• [Work instruction]:
List every line below containing "REFERENCES".

Saved entries:
// ==========================================
// 集装箱堆场排位系统 - SQLite 连接初始化
// ==========================================
// 目标:
// - 统一所有 Connection::open 的 PRAGMA 行为
// - 统一 busy_timeout
// - 建表（幂等），供配置层与仓储层共用
// ==========================================

use rusqlite::Connection;
use rusqlite::OptionalExtension;
use std::time::Duration;

/// 默认 busy_timeout（毫秒）
pub const DEFAULT_BUSY_TIMEOUT_MS: u64 = 5_000;

/// 当前代码所期望的 schema_version
pub const CURRENT_SCHEMA_VERSION: i64 = 1;

/// 默认数据库文件名
pub const DEFAULT_DB_FILE: &str = "container_yard_aps.db";

const SCHEMA_SQL: &str = r#"
CREATE TABLE IF NOT EXISTS schema_version (
    version INTEGER NOT NULL PRIMARY KEY
);

CREATE TABLE IF NOT EXISTS config_kv (
    scope_id TEXT NOT NULL,
    key      TEXT NOT NULL,
    value    TEXT NOT NULL,
    PRIMARY KEY (scope_id, key)
);

CREATE TABLE IF NOT EXISTS sim_run (
    run_id       TEXT NOT NULL PRIMARY KEY,
    mode         TEXT NOT NULL,
    created_at   TEXT NOT NULL,
    vessel_count INTEGER NOT NULL,
    day_count    INTEGER NOT NULL,
    detail_json  TEXT
);

CREATE TABLE IF NOT EXISTS sim_event (
    run_id      TEXT NOT NULL REFERENCES sim_run(run_id) ON DELETE CASCADE,
    seq_no      INTEGER NOT NULL,
    event_date  TEXT NOT NULL,
    kind        TEXT NOT NULL,
    vessel      TEXT NOT NULL,
    cluster     TEXT,
    block       TEXT,
    quantity    INTEGER NOT NULL,
    description TEXT NOT NULL,
    PRIMARY KEY (run_id, seq_no)
);

CREATE TABLE IF NOT EXISTS sim_snapshot_slot (
    run_id        TEXT NOT NULL REFERENCES sim_run(run_id) ON DELETE CASCADE,
    snap_date     TEXT NOT NULL,
    slot_seq      INTEGER NOT NULL,
    slot_id       TEXT NOT NULL,
    block         TEXT NOT NULL,
    capacity      INTEGER NOT NULL,
    total         INTEGER NOT NULL,
    clusters_json TEXT NOT NULL,
    PRIMARY KEY (run_id, snap_date, slot_seq)
);

CREATE TABLE IF NOT EXISTS static_allocation (
    run_id   TEXT NOT NULL REFERENCES sim_run(run_id) ON DELETE CASCADE,
    slot_seq INTEGER NOT NULL,
    slot_id  TEXT NOT NULL,
    position INTEGER NOT NULL,
    vessel   TEXT NOT NULL,
    amount   INTEGER NOT NULL,
    PRIMARY KEY (run_id, slot_seq, position)
);
"#;

/// 配置 SQLite 连接的统一 PRAGMA
///
/// 说明：
/// - foreign_keys 需要“每个连接”单独开启
/// - busy_timeout 需要“每个连接”单独配置
pub fn configure_sqlite_connection(conn: &Connection) -> rusqlite::Result<()> {
    conn.execute_batch("PRAGMA foreign_keys = ON;")?;
    conn.busy_timeout(Duration::from_millis(DEFAULT_BUSY_TIMEOUT_MS))?;
    Ok(())
}

/// 打开 SQLite 连接并应用统一配置
pub fn open_sqlite_connection(db_path: &str) -> rusqlite::Result<Connection> {
    let conn = Connection::open(db_path)?;
    configure_sqlite_connection(&conn)?;
    Ok(conn)
}

/// 建表（幂等）并写入 schema_version
pub fn init_schema(conn: &Connection) -> rusqlite::Result<()> {
    conn.execute_batch(SCHEMA_SQL)?;
    conn.execute(
        "INSERT OR IGNORE INTO schema_version (version) VALUES (?1)",
        [CURRENT_SCHEMA_VERSION],
    )?;
    Ok(())
}

/// 读取 schema_version（若表不存在则返回 None）
pub fn read_schema_version(conn: &Connection) -> rusqlite::Result<Option<i64>> {
    let has_table: bool = conn
        .query_row(
            "SELECT 1 FROM sqlite_master WHERE type='table' AND name='schema_version' LIMIT 1",
            [],
            |_row| Ok(true),
        )
        .optional()?
        .unwrap_or(false);

    if !has_table {
        return Ok(None);
    }

    let v: Option<i64> = conn.query_row("SELECT MAX(version) FROM schema_version", [], |row| row.get(0))?;
    Ok(v)
}

/// 默认数据库路径（用户数据目录下，取不到时退回当前目录）
pub fn default_db_path() -> String {
    match dirs::data_local_dir() {
        Some(dir) => {
            let app_dir = dir.join("container-yard-aps");
            if std::fs::create_dir_all(&app_dir).is_ok() {
                return app_dir.join(DEFAULT_DB_FILE).to_string_lossy().to_string();
            }
            DEFAULT_DB_FILE.to_string()
        }
        None => DEFAULT_DB_FILE.to_string(),
    }
}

• [The answer]:
    run_id      TEXT NOT NULL REFERENCES sim_run(run_id) ON DELETE CASCADE,
    run_id        TEXT NOT NULL REFERENCES sim_run(run_id) ON DELETE CASCADE,
    run_id   TEXT NOT NULL REFERENCES sim_run(run_id) ON DELETE CASCADE,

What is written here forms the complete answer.